Un hombre joven caminaba unos metros detrás de mí, la capucha ocultando su rostro. Apreté el bolso y aceleré el paso.

Al llegar a la siguiente esquina, me escondí tras la pared, conteniendo la respiración. Pero los pasos no continuaron. Al asomarme, me topé con él.

—¿Qué quiere? ¡Déjeme en paz! ¡Llamaré a la policía! —dije con voz temblorosa.

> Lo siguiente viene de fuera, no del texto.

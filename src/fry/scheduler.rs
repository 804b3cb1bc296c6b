use log::{debug, error, info};

use super::{jpeg_degrade, DegradeFn, FryPass, PassStatus};
use crate::canvas::Canvas;
use crate::renderer::Renderer;
use crate::scene::Scene;

/// Debounced, single-flight driver of [`FryPass`].
///
/// Every edit calls [`FryScheduler::request`], which pushes the deadline
/// back. Once the deadline has passed, the next [`FryScheduler::tick`] with
/// no drag in progress starts a pass, provided there is anything to apply.
/// A deadline that passes while a pass is running stays armed until that
/// pass is over.
#[derive(Debug)]
pub struct FryScheduler {
    delay: f64,
    deadline: Option<f64>,
    pass: Option<FryPass>,
    degrade: DegradeFn,
}

impl FryScheduler {
    pub fn new(delay_secs: f64) -> Self {
        Self::with_degrade(delay_secs, jpeg_degrade)
    }

    pub fn with_degrade(delay_secs: f64, degrade: DegradeFn) -> Self {
        Self {
            delay: delay_secs.max(0.0),
            deadline: None,
            pass: None,
            degrade,
        }
    }

    /// Restart the debounce window at `now` (seconds)
    pub fn request(&mut self, now: f64) {
        self.deadline = Some(now + self.delay);
    }

    pub fn is_busy(&self) -> bool {
        self.pass.is_some()
    }

    pub fn is_armed(&self) -> bool {
        self.deadline.is_some()
    }

    /// Seconds until the armed deadline, if any
    pub fn time_until_deadline(&self, now: f64) -> Option<f64> {
        self.deadline.map(|deadline| (deadline - now).max(0.0))
    }

    /// Advance the running pass or start a due one. Returns true when the
    /// canvas changed.
    pub fn tick(
        &mut self,
        now: f64,
        scene: &Scene,
        canvas: &mut Canvas,
        renderer: &mut Renderer,
        dragging: bool,
    ) -> bool {
        if let Some(pass) = self.pass.as_mut() {
            match pass.step(canvas, renderer, dragging) {
                Ok(PassStatus::Running) => {}
                Ok(status) => {
                    info!(
                        "Fry pass {:?} after {} insertions",
                        status,
                        pass.insertions().len()
                    );
                    self.pass = None;
                }
                Err(e) => {
                    error!("Fry pass failed: {e}");
                    self.pass = None;
                }
            }
            return true;
        }

        let Some(deadline) = self.deadline else {
            return false;
        };
        if now < deadline {
            return false;
        }
        self.deadline = None;

        if dragging {
            debug!("Skipping fry pass while dragging");
            return false;
        }
        if scene.fry_level() == 0 && scene.tint_level() == 0 {
            return false;
        }

        self.pass = Some(FryPass::start(scene, canvas, renderer).with_degrade(self.degrade));
        true
    }
}

#[cfg(test)]
mod tests {
    use super::*;
    use crate::config::FryConfig;
    use crate::error::{FryError, Result};
    use crate::renderer::test_renderer;

    fn failing_degrade(_: &mut Canvas, _: &FryConfig) -> Result<()> {
        Err(FryError::Encode("encoder unavailable".to_owned()))
    }

    fn setup() -> (Scene, Canvas, Renderer) {
        let config = FryConfig {
            frame_width: 27,
            frame_height: 48,
            ..FryConfig::default()
        };
        let scene = Scene::new(&config);
        let canvas = Canvas::new(27, 48).unwrap();
        (scene, canvas, test_renderer(config))
    }

    #[test]
    fn test_debounce_restarts() {
        let (scene, mut canvas, mut renderer) = setup();
        let mut scheduler = FryScheduler::new(0.4);

        scheduler.request(0.0);
        scheduler.request(0.3);
        assert!(!scheduler.tick(0.5, &scene, &mut canvas, &mut renderer, false));
        assert!(!scheduler.is_busy());
        assert!(scheduler.tick(0.71, &scene, &mut canvas, &mut renderer, false));
        assert!(scheduler.is_busy());
    }

    #[test]
    fn test_nothing_to_apply_skips_pass() {
        let (mut scene, mut canvas, mut renderer) = setup();
        scene.set_fry_level(0);
        scene.set_tint_level(0);
        let mut scheduler = FryScheduler::new(0.4);
        scheduler.request(0.0);
        assert!(!scheduler.tick(1.0, &scene, &mut canvas, &mut renderer, false));
        assert!(!scheduler.is_busy());
        assert!(!scheduler.is_armed());
    }

    #[test]
    fn test_tint_only_still_runs() {
        let (mut scene, mut canvas, mut renderer) = setup();
        scene.set_fry_level(0);
        let mut scheduler = FryScheduler::new(0.0);
        scheduler.request(0.0);
        assert!(scheduler.tick(0.0, &scene, &mut canvas, &mut renderer, false));
        assert!(scheduler.tick(0.1, &scene, &mut canvas, &mut renderer, false));
        assert!(!scheduler.is_busy());
    }

    #[test]
    fn test_dragging_blocks_start() {
        let (scene, mut canvas, mut renderer) = setup();
        let mut scheduler = FryScheduler::new(0.4);
        scheduler.request(0.0);
        assert!(!scheduler.tick(1.0, &scene, &mut canvas, &mut renderer, true));
        assert!(!scheduler.is_busy());
    }

    #[test]
    fn test_single_flight_with_armed_deadline() {
        let (scene, mut canvas, mut renderer) = setup();
        let mut scheduler = FryScheduler::new(0.0);
        scheduler.request(0.0);
        assert!(scheduler.tick(0.0, &scene, &mut canvas, &mut renderer, false));
        assert!(scheduler.is_busy());

        // New request while the pass runs: kept armed, not started
        scheduler.request(0.0);
        let mut now = 0.0;
        while scheduler.is_busy() {
            now += 0.016;
            scheduler.tick(now, &scene, &mut canvas, &mut renderer, false);
            assert!(scheduler.is_armed() || !scheduler.is_busy());
        }
        assert!(scheduler.is_armed());
        assert!(scheduler.tick(now + 0.016, &scene, &mut canvas, &mut renderer, false));
        assert!(scheduler.is_busy());
    }

    #[test]
    fn test_failed_step_drops_pass_and_keeps_canvas() {
        let (scene, mut canvas, mut renderer) = setup();
        let mut scheduler = FryScheduler::with_degrade(0.0, failing_degrade);
        scheduler.request(0.0);
        assert!(scheduler.tick(0.0, &scene, &mut canvas, &mut renderer, false));
        // First iteration only inserts, nothing to degrade yet
        assert!(scheduler.tick(0.1, &scene, &mut canvas, &mut renderer, false));
        assert!(scheduler.is_busy());

        scheduler.request(0.1);
        let before = canvas.data().to_vec();
        assert!(scheduler.tick(0.2, &scene, &mut canvas, &mut renderer, false));
        assert!(!scheduler.is_busy());
        assert_eq!(canvas.data(), &before[..]);

        // The deadline armed during the failed pass still fires
        assert!(scheduler.is_armed());
        assert!(scheduler.tick(0.3, &scene, &mut canvas, &mut renderer, false));
        assert!(scheduler.is_busy());
    }
}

El hombre se quitó la capucha.

—Lucía, soy yo, Pablo Martínez —dijo, sonriendo.

—¿Pablo? —No reconocí en aquel hombre alto y ancho de hombros al chico que había tenido en mi primera clase—. ¿Me estás siguiendo? —pregunté, mirándolo con desconfianza.

—No, para nada. Llevo días acompañándote a casa. Anochece pronto, y los callejones están oscuros. Hoy te demoraste más de lo habitual.

—¿*Días*? —repetí—. No me había fijado.

Hablábamos mientras caminábamos. Pablo me contó que tenía un negocio de informática y que planeaba abrir una tienda con un antiguo compañero.

Al llegar a mi portal, se detuvo.

—Nunca se enciende la luz en tu ventana. No te espera nadie.

—Deberías hacerte detective —respondí, dándole las prisas.

—¿No me invitas a pasar, Lucía? —preguntó, justo cuando abría la puerta.

—Es tarde. Estoy cansada.

Al día siguiente, volvía temprano a casa cuando llamaron al timbre. Pensando que era mi madre, abrí sin mirar.

Era Pablo, con un árbol de Navidad en una mano y una caja de cartón llena de adornos en la otra.

—¿No me digas que no vas a poner árbol este año? —sonrió—. Por si acaso, he traído los adornos.

—Gracias, pero no pensaba decorar. Celebraré en casa de mis padres.

Su sonrisa se desvaneció. Pero luego, contra todo pronóstico, lo dejé entrar.

Mientras colocábamos el árbol, nuestras manos se rozaban, y el aire se llenaba de ese aroma fresco a pino. Después, en la cocina, él rompió el silencio.

—Me gustaste desde el instituto. Te esforzabas por no sonrojarte cuando nos ponías malas notas.

Yo no supe cómo reaccionar. Sí, había notado sus miradas, pero nunca le habría correspondido.

—Pasé de suspender a sacar buenas notas solo para impresionarte —siguió—. Soñaba con volver algún día y decirte… bueno, esto.

—Pablo, soy mayor que tú… —murmuré.

—¿Qué importa eso?

Me dejé llevar, acepté su propuesta de pasar juntos Nochevieja.

Y ahora, meses después, llevo un anillo de compromiso y una barriga que cada día crece más. Pablo me espera cada tarde a la salida del colegio.

Algunos profesores nos miran con envidia. Las alumnas comentan mis vestidos holgados. Pero, pese a todo, somos felices.